__Work required__:
Hunt through the entries for the word "derive" and copy each line in which it appears.
%%
pub mod classify;
pub mod columns;
pub mod languages;
pub mod media;
pub mod nodes;
pub mod pipeline;

pub use classify::{classify_lists, Classification};
pub use columns::{parse_column, ColumnKey};
pub use languages::{build_language_table, LanguageTable};
pub use media::{resolve_media, BLANK_CELL_SENTINEL};
pub use nodes::{build_translation_table, compile_nodes, CompiledNodes};
pub use pipeline::{collect_column_names, compile_itext, effective_default_language};
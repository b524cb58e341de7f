use clap::{Args, Parser, Subcommand};

#[derive(Debug, Parser)]
#[command(name = "xf-itext")]
#[command(about = "Compile form bundles into itext translation tables")]
pub(crate) struct Cli {
    #[command(subcommand)]
    pub(crate) command: Mode,
}

#[derive(Debug, Subcommand)]
pub(crate) enum Mode {
    Compile(CompileArgs),
    Languages(LanguagesArgs),
}

#[derive(Debug, Args)]
pub(crate) struct CompileArgs {
    /// Bundle file, or a directory scanned for `*.json` bundles.
    #[arg(long = "input")]
    pub(crate) input: String,
    #[arg(long = "output")]
    pub(crate) output: Option<String>,
    #[arg(long = "default-language")]
    pub(crate) default_language: Option<String>,
    #[arg(long = "inline-untranslated-dynamic")]
    pub(crate) inline_untranslated_dynamic: bool,
}

#[derive(Debug, Args)]
pub(crate) struct LanguagesArgs {
    #[arg(long = "input")]
    pub(crate) input: String,
    #[arg(long = "default-language")]
    pub(crate) default_language: Option<String>,
}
%%
__Task output__:
#[derive(Debug, Parser)]
#[derive(Debug, Subcommand)]
#[derive(Debug, Args)]
#[derive(Debug, Args)]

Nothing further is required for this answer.